Prompt:
Write out each line from the data below that includes the word "against".

Dataset extract:
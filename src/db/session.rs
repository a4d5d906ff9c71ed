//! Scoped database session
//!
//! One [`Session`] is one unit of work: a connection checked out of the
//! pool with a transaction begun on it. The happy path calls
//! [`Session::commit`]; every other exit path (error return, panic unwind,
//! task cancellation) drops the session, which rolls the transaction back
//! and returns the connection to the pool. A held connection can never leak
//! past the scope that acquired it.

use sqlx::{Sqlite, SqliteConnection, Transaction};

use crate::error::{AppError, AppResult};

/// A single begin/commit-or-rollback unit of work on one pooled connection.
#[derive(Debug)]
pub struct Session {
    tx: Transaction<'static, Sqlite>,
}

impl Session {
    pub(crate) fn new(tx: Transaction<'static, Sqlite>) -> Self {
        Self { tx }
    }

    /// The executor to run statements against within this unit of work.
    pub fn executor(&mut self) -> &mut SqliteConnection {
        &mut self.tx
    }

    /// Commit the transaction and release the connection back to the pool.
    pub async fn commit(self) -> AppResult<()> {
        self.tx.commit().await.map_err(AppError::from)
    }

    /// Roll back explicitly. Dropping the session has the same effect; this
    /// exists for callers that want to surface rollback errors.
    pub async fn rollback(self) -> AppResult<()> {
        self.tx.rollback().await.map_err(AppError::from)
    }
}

---

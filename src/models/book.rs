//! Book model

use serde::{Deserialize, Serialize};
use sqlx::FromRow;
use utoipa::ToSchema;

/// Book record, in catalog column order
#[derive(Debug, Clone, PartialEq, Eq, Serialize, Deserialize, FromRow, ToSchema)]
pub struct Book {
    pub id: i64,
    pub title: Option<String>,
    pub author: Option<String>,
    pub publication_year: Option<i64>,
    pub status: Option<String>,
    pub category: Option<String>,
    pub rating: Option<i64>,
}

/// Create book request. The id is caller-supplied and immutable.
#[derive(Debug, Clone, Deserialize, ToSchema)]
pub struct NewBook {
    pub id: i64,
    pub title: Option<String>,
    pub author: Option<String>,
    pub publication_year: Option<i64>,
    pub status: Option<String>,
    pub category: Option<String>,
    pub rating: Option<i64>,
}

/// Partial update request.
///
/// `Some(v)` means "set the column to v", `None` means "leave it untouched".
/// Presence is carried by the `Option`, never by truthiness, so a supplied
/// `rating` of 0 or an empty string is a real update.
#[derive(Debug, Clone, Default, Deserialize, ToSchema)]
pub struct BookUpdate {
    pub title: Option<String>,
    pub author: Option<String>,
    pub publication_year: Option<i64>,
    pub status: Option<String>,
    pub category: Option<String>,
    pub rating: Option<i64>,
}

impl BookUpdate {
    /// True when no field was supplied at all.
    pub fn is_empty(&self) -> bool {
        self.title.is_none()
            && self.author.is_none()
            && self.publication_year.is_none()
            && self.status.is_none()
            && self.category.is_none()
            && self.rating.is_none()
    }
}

--

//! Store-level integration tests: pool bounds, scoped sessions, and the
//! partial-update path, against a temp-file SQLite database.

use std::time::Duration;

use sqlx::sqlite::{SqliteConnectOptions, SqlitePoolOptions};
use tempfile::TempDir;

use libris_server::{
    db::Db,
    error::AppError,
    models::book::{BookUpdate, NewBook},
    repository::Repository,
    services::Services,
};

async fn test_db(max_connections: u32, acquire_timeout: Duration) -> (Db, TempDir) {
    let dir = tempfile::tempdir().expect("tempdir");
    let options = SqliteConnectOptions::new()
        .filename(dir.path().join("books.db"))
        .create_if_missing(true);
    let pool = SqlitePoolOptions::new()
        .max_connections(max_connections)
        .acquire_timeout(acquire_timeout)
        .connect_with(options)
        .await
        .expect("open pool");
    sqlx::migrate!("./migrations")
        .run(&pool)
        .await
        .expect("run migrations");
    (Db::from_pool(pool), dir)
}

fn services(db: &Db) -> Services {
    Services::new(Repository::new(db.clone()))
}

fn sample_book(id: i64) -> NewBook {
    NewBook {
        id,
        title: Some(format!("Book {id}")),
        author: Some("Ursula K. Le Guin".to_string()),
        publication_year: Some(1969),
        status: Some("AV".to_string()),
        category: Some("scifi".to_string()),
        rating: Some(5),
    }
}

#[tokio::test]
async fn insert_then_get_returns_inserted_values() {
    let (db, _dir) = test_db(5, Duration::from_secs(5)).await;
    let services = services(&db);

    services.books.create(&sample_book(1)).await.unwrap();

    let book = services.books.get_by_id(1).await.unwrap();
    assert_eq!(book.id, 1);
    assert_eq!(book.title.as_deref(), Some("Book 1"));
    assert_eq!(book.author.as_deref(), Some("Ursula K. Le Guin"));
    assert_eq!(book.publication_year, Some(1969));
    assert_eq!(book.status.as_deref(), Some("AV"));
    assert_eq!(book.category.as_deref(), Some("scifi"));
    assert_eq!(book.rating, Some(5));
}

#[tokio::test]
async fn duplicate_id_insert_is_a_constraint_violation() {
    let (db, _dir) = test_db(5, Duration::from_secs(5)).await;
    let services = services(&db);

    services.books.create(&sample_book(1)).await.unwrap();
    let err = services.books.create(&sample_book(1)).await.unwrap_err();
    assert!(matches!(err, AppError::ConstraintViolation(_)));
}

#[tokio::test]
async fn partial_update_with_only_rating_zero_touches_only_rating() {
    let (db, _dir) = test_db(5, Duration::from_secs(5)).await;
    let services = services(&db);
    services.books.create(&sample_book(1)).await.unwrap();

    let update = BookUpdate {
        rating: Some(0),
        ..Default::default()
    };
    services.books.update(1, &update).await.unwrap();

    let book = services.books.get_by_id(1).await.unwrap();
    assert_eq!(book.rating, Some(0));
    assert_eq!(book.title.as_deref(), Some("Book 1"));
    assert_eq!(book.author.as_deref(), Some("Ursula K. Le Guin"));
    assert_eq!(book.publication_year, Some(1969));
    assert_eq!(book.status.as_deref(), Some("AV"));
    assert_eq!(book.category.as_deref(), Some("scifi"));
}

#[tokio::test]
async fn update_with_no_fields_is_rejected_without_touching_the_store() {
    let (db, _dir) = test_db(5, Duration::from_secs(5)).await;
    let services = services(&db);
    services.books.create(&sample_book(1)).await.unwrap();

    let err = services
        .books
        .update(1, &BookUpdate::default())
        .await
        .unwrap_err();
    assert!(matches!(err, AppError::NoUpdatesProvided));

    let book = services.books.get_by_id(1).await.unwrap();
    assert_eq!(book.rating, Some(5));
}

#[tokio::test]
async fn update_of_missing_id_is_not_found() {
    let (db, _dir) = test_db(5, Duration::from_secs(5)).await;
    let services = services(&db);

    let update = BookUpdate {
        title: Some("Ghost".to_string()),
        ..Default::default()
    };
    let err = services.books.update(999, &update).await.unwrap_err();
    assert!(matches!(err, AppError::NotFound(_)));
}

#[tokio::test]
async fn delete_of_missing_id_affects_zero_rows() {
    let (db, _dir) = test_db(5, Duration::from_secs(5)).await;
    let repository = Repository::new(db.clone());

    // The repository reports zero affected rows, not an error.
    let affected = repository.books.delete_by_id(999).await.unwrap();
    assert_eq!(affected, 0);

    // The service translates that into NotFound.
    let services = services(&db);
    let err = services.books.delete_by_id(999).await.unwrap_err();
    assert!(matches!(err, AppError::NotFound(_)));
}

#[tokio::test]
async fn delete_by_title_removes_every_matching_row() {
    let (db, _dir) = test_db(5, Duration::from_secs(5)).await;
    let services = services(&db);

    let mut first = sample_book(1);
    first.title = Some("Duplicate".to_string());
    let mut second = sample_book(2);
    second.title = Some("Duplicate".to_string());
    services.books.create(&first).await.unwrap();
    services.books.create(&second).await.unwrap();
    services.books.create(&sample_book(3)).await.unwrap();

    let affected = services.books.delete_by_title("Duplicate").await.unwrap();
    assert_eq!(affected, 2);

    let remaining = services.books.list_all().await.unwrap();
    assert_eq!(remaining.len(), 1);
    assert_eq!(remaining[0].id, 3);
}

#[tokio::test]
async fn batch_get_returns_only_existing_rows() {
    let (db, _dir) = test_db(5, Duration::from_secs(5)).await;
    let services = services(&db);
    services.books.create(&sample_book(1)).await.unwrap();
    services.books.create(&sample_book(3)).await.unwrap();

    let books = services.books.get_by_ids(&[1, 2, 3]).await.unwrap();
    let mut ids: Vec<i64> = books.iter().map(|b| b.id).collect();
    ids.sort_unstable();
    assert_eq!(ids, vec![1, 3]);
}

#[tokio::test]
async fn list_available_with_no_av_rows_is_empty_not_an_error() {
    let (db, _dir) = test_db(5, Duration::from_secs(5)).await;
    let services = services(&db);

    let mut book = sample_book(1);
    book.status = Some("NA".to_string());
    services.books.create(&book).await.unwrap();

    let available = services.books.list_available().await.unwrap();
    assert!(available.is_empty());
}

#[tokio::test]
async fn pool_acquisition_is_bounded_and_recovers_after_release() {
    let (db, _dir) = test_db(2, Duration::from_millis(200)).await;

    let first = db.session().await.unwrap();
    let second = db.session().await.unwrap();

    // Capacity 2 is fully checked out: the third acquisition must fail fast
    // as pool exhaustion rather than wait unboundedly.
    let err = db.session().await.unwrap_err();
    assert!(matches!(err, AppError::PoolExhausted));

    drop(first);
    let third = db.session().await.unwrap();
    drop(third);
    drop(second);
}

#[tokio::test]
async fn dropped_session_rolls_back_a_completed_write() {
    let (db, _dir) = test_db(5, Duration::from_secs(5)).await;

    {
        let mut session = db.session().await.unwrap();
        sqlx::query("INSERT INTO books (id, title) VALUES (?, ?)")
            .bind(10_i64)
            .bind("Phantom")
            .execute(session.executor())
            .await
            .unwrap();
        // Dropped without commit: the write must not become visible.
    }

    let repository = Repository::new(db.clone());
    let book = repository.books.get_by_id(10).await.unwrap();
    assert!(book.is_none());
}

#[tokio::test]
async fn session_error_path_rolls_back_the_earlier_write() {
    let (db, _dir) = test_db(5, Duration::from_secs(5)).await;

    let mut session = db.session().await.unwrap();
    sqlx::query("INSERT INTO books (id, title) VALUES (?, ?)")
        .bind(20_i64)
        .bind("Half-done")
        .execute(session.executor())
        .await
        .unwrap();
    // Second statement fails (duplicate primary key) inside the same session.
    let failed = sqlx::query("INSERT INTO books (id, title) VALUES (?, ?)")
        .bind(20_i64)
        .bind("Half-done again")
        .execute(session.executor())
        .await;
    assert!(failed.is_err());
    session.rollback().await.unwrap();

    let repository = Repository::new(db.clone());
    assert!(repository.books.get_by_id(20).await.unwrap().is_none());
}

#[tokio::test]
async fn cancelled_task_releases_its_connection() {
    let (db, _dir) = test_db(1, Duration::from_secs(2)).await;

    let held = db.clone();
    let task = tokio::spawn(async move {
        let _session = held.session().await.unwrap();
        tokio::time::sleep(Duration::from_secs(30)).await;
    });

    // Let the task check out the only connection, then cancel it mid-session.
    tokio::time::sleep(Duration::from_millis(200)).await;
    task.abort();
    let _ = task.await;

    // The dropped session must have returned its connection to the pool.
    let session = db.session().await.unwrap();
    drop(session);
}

Answer below:
    /// The executor to run statements against within this unit of work.
//! partial-update path, against a temp-file SQLite database.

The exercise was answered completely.